The application for geodetic division must be consistent with the provisions of the local plan, and this compliance concerns both the intended use of the land and the possibilities of developing the separated plots of land.

For land plots that, as described above, become the property of a municipality/county/voivodeship or the State Treasury, compensation is due in an amount agreed upon between the owner or perpetual user and the relevant authority. Compensation may be monetary, i.e., payment of a fixed amount by the authority, or in kind, in the form of transferring ownership of another property to the expropriated person. It's also worth mentioning that compensation can also be mixed (payment of a monetary amount and transfer of ownership of the property). However, what happens if the parties cannot agree on the compensation amount, meaning an amicable settlement is not reached? In such a case, the expropriated person may submit an application to the appropriate district head (starosta) to initiate the administrative procedure for determining compensation.

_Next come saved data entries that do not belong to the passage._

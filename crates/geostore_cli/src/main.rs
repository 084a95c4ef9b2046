//! geostore CLI
//!
//! Command-line tools for geostore coordinate caches.
//!
//! # Commands
//!
//! - `load` - Load `id lon lat` lines into a coordinate cache
//! - `lookup` - Print the coordinates of node ids
//! - `inspect` - Display cache layout and load statistics
//! - `clean` - Delete a cache

mod commands;
mod manifest;

use clap::{Parser, Subcommand};
use geostore_core::CacheConfig;
use geostore_storage::MemoryKind;
use std::path::PathBuf;
use tracing_subscriber::EnvFilter;

/// geostore command-line cache tools.
#[derive(Parser)]
#[command(name = "geostore")]
#[command(author, version, about, long_about = None)]
struct Cli {
    /// Path to the cache directory
    #[arg(global = true, short, long)]
    path: Option<PathBuf>,

    /// Enable verbose output
    #[arg(global = true, short, long)]
    verbose: bool,

    #[command(subcommand)]
    command: Commands,
}

#[derive(Clone, Copy, clap::ValueEnum)]
enum MemoryArg {
    OnHeap,
    OffHeap,
    MappedFile,
    MappedDirectory,
}

impl From<MemoryArg> for MemoryKind {
    fn from(arg: MemoryArg) -> Self {
        match arg {
            MemoryArg::OnHeap => Self::OnHeap,
            MemoryArg::OffHeap => Self::OffHeap,
            MemoryArg::MappedFile => Self::MappedFile,
            MemoryArg::MappedDirectory => Self::MappedDirectory,
        }
    }
}

#[derive(Subcommand)]
enum Commands {
    /// Load node coordinates into a cache
    Load {
        /// Text file with one `id lon lat` line per node
        input: PathBuf,

        /// JSON configuration file
        #[arg(short, long)]
        config: Option<PathBuf>,

        /// Memory backend (overrides the configuration file)
        #[arg(short, long, value_enum)]
        memory: Option<MemoryArg>,

        /// Segment size in bytes (overrides the configuration file)
        #[arg(short, long)]
        segment_size: Option<usize>,

        /// Entries per batch (overrides the configuration file)
        #[arg(short, long)]
        batch_size: Option<usize>,
    },

    /// Print the coordinates of node ids
    Lookup {
        /// Node ids
        #[arg(required = true, allow_negative_numbers = true)]
        ids: Vec<i64>,

        /// Output format (text, json)
        #[arg(short, long, default_value = "text")]
        format: String,
    },

    /// Display cache layout and load statistics
    Inspect {
        /// List segment files
        #[arg(short, long)]
        segments: bool,

        /// Output format (text, json)
        #[arg(short, long, default_value = "text")]
        format: String,
    },

    /// Delete a cache
    Clean,

    /// Show version information
    Version,
}

fn main() -> Result<(), Box<dyn std::error::Error>> {
    let cli = Cli::parse();

    // Initialize logging
    let filter = if cli.verbose {
        EnvFilter::new("debug")
    } else {
        EnvFilter::new("info")
    };
    tracing_subscriber::fmt().with_env_filter(filter).init();

    match cli.command {
        Commands::Load {
            input,
            config,
            memory,
            segment_size,
            batch_size,
        } => {
            let mut cache = match &config {
                Some(path) => CacheConfig::from_json_file(path)?,
                None => CacheConfig::new().memory_kind(MemoryKind::MappedFile),
            };
            if let Some(path) = cli.path {
                cache = cache.cache_dir(path);
            }
            if let Some(memory) = memory {
                cache = cache.memory_kind(memory.into());
            }
            if let Some(size) = segment_size {
                cache = cache.segment_size(size);
            }
            if let Some(size) = batch_size {
                cache = cache.batch_size(size);
            }
            let manifest = commands::load::run(&cache, &input)?;
            println!(
                "Loaded {} coordinates into {}",
                manifest.stats.entries_written,
                cache.cache_dir.display()
            );
        }
        Commands::Lookup { ids, format } => {
            let path = cli.path.ok_or("Cache path required for lookup")?;
            let entries = commands::lookup::run(&path, &ids)?;
            commands::lookup::print(&entries, &format)?;
        }
        Commands::Inspect { segments, format } => {
            let path = cli.path.ok_or("Cache path required for inspect")?;
            let result = commands::inspect::run(&path, segments)?;
            commands::inspect::print(&result, &format)?;
        }
        Commands::Clean => {
            let path = cli.path.ok_or("Cache path required for clean")?;
            commands::clean::run(&path)?;
        }
        Commands::Version => {
            println!("geostore CLI v{}", env!("CARGO_PKG_VERSION"));
        }
    }

    Ok(())
}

Failure to submit the application referred to in point 1) will not, however, protect the owners from the division of the real estate, as the division proceedings may be initiated ex officio by the competent public administration body, however, in the above case, i.e. if the owner does not submit the application referred to in point 1) above, Article 98 paragraph 1 of the Land and Mortgage Management Act will not apply, and consequently, even in the event of a geodetic division of the real estate, the newly created plot entirely designated in the local development plan will not be transferred by operation of law to the local government unit or the State Treasury.

Therefore, in order to implement the road investment in accordance with the development plan, expropriation proceedings must be initiated, including proceedings to determine the amount of compensation, which we wrote about above.

This article is for informational purposes only and does not constitute legal advice.

Legal status as of October 28, 2025.